I’m afraid of heights.  No, that’s not quite right.  I’m really afraid of heights.  More so than any other thing or situation I’ve ever come across, being up high terrifies me in a way few can ever understand.

The thing about this kind of fear is that it’s irrational.  I have no reason to be afraid of heights, yet the thought of being up high frightens me intensely.  As a result, I’m uncomfortable looking out windows in high rise buildings.  I have trouble taking the elevator over the stairs in a tall building.  Even driving over a bridge gives me th creeps – I’ve never actually been able to walk across one of those grate bridges without my eyes closed.

I’ve spent a long time trying to figure out just why I have this fear of heights.  Why do I become a nervous wreck when I’m more than 10 feet off the ground?  I go out of my way to put myself in situations where I have to face, control, and attempt to conquer this fear.  I’ve roofed houses.  I go rock climbing.  I go hiking on trails in the mountains that cross steep cliffs and run along deep gorges.

Each and every time, I’m confronted by a single thought:

If I go over the edge, I can’t stop myself from falling all the way to the bottom.  I have little to no control over my situation.  I want out!

I am afraid of the height because I have no control over it.  I am entirely at the mercy of the force of gravity.  I’m also depending on my equipment to keep me safe: if my harness fails, if my boots slip, if the rock crumbles, if anything goes wrong I have no failsafe.  There is no net to catch me.

Like most everyone else, I feel the inexorable need to be in control of my situation and my surroundings.  Not being in control instills in me a sense of fear.  Fear that something will inevitably go wrong and my not being in control will be the spark that ignites the powder keg.

Last week I had a deep conversation about what trust in God really means.

Most of us struggle with giving ourselves over completely to God’s will.  We offer ourselves up and say, “please take my life and do with it what you want.”  Then He responds and we shrink back.  “Well, that wasn’t completely what I had in mind …”

I’m afraid of heights because I don’t trust the object holding me up or my ability to remain on that object.  I know that I won’t be in complete control of whatever situation in which I find myself, and that uncertainty destroys any mote of self-confidence I might have.

At times, I’m afraid of trusting God.  Not because I think He’ll fail me – He never has – but because trusting in Him means giving up control.  It means leaning over the edge of a cliff and trusting that I won’t fall.

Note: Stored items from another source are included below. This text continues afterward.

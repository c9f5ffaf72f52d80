use axum::{extract::State, response::IntoResponse, Json};
use fleet_core::error::AppError;
use fleet_core::validation::QueryParams;

use crate::dtos::analytics::RevenueParams;
use crate::services::analytics;
use crate::startup::AppState;

/// GET /analytics/overview
pub async fn overview(State(state): State<AppState>) -> Result<impl IntoResponse, AppError> {
    let overview = analytics::overview(&state.db).await?;
    Ok(Json(overview))
}

/// GET /analytics/revenue?from&to
pub async fn revenue(
    State(state): State<AppState>,
    QueryParams(params): QueryParams<RevenueParams>,
) -> Result<impl IntoResponse, AppError> {
    let revenue = analytics::revenue_by_month(&state.db, params.from, params.to).await?;
    Ok(Json(revenue))
}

Think about that for a minute.

I go rock climbing several times a year.  I attach a pair of quickdraws to a pair of brackets bolted into the rock.  I put on my harness and double-back all of the webbing, then I tie a clean figure-8 to my harness and run the rope back through my safeties.  I have a trained belayer on the ground with an equally well-fit harness run the rope through an ATC belay device.  As I start climbing, we yell back a set of rehearsed commands to keep things in sync while I’m on the face.

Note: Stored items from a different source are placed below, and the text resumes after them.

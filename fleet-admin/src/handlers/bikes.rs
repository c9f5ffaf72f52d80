use axum::{
    extract::{Path, State},
    http::StatusCode,
    response::IntoResponse,
    Json,
};
use chrono::Utc;
use fleet_core::error::AppError;
use fleet_core::pagination::PageParams;
use fleet_core::validation::{QueryParams, ValidatedJson};
use mongodb::bson::doc;
use serde_json::json;

use super::{fetch_page, find_active, find_by_id, return_updated, Changes};
use crate::dtos::bikes::{
    BikeDetailResponse, BikeFilters, BikeResponse, CreateBikeRequest, UpdateBikeRequest, SORTABLE,
};
use crate::dtos::{AssignmentSummary, RiderSummary};
use crate::models::{Bike, BikeStatus};
use crate::services::database::conflict_on_duplicate;
use crate::startup::AppState;

const ENTITY: &str = "Bike";
const DUPLICATE: &str = "A bike with this bike number or registration number already exists";

/// GET /bikes
pub async fn list_bikes(
    State(state): State<AppState>,
    QueryParams(page): QueryParams<PageParams>,
    QueryParams(filters): QueryParams<BikeFilters>,
) -> Result<impl IntoResponse, AppError> {
    let page = page.resolve(SORTABLE)?;
    let (bikes, pagination) = fetch_page(&state.db.bikes(), filters.to_document(), &page).await?;
    let bikes: Vec<BikeResponse> = bikes.into_iter().map(BikeResponse::from).collect();

    Ok(Json(json!({ "bikes": bikes, "pagination": pagination })))
}

/// GET /bikes/:id
///
/// Includes the open assignment and its rider when the bike is out with someone.
pub async fn get_bike(
    State(state): State<AppState>,
    Path(id): Path<String>,
) -> Result<impl IntoResponse, AppError> {
    let bike = find_by_id(&state.db.bikes(), ENTITY, &id).await?;

    let assignment = match &bike.current_assignment_id {
        Some(assignment_id) => {
            state
                .db
                .assignments()
                .find_one(doc! { "_id": assignment_id }, None)
                .await?
        }
        None => None,
    };
    let rider = match &assignment {
        Some(a) => state
            .db
            .riders()
            .find_one(doc! { "_id": &a.rider_id }, None)
            .await?
            .map(RiderSummary::from),
        None => None,
    };

    let detail = BikeDetailResponse {
        bike: BikeResponse::from(bike),
        current_assignment: assignment.map(AssignmentSummary::from),
        current_rider: rider,
    };

    Ok(Json(json!({ "bike": detail })))
}

/// POST /bikes
pub async fn create_bike(
    State(state): State<AppState>,
    ValidatedJson(req): ValidatedJson<CreateBikeRequest>,
) -> Result<impl IntoResponse, AppError> {
    let mut bike = Bike::new(req.bike_number, req.registration_number, req.model);
    bike.zone = req.zone;
    bike.purchase_date = req.purchase_date;

    state
        .db
        .bikes()
        .insert_one(&bike, None)
        .await
        .map_err(|e| conflict_on_duplicate(e, DUPLICATE))?;

    tracing::info!(bike_id = %bike.id, bike_number = %bike.bike_number, "Bike created");

    Ok((
        StatusCode::CREATED,
        Json(json!({
            "message": "Bike created successfully",
            "bike": BikeResponse::from(bike),
        })),
    ))
}

/// PUT /bikes/:id
///
/// Status is written as given; assignment and maintenance flows move it
/// conditionally on their own.
pub async fn update_bike(
    State(state): State<AppState>,
    Path(id): Path<String>,
    ValidatedJson(req): ValidatedJson<UpdateBikeRequest>,
) -> Result<impl IntoResponse, AppError> {
    let update = Changes::new(Utc::now())
        .value("bike_number", req.bike_number)
        .value("registration_number", req.registration_number)
        .value("model", req.model)
        .value("zone", req.zone)
        .value("status", req.status)
        .date("purchase_date", req.purchase_date)
        .into_update();

    let bike = state
        .db
        .bikes()
        .find_one_and_update(doc! { "_id": &id, "is_active": true }, update, return_updated())
        .await
        .map_err(|e| conflict_on_duplicate(e, DUPLICATE))?
        .ok_or_else(|| AppError::not_found(ENTITY, &id))?;

    tracing::info!(bike_id = %bike.id, status = %bike.status, "Bike updated");

    Ok(Json(json!({
        "message": "Bike updated successfully",
        "bike": BikeResponse::from(bike),
    })))
}

/// DELETE /bikes/:id
///
/// Retires the bike. Refused while an open assignment holds it.
pub async fn delete_bike(
    State(state): State<AppState>,
    Path(id): Path<String>,
) -> Result<impl IntoResponse, AppError> {
    find_active(&state.db.bikes(), ENTITY, &id).await?;

    let open = state
        .db
        .assignments()
        .count_documents(doc! { "bike_id": &id, "is_open": true }, None)
        .await?;
    if open > 0 {
        return Err(AppError::Conflict(anyhow::anyhow!(
            "Bike {} has an open assignment; complete or cancel it first",
            id
        )));
    }

    let update = Changes::new(Utc::now())
        .value("is_active", Some(false))
        .value("status", Some(BikeStatus::Retired))
        .into_update();

    let bike = state
        .db
        .bikes()
        .find_one_and_update(doc! { "_id": &id, "is_active": true }, update, return_updated())
        .await?
        .ok_or_else(|| AppError::not_found(ENTITY, &id))?;

    tracing::info!(bike_id = %bike.id, "Bike retired");

    Ok(Json(json!({
        "message": "Bike deleted successfully",
        "bike": BikeResponse::from(bike),
    })))
}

For all intents and purposes, I am completely safe.  Often, the belayer is by brother, whom I trust more completely than any other person I’ve ever known.

But still, pausing halfway up the rock and leaning back on the rope scares me to my very core.

To trust God with complete control over my life – my financial situation, my family, my future, and my happiness in this life – means I need to daily lean back from the rock and put everything in his hands.  If that doesn’t scare you, then you probably don’t fully understand what you’re risking when you tell yourself to trust in God.

Fear is our own natural reaction to giving someone or something else control over your immediate and/or long-term situation.  To trust in someone else, we need to control the fear we have that they will let us down.  To truly trust someone, we need to eliminate this fear entirely.

Trust is a scary thing – we learn trust through human relationships which are inherently fallible.  But since God is infallible, trusting Him should be easy, right?

Leaning over a cliff and trusting that my brother won’t drop me is difficult.  But testing that trust deepens our relationship and makes it easier to trust him in other situations as well.  So if leaning over a cliff every day is what it takes to build a deep relationship with and strengthen my trust in God, I’ll do it gladly.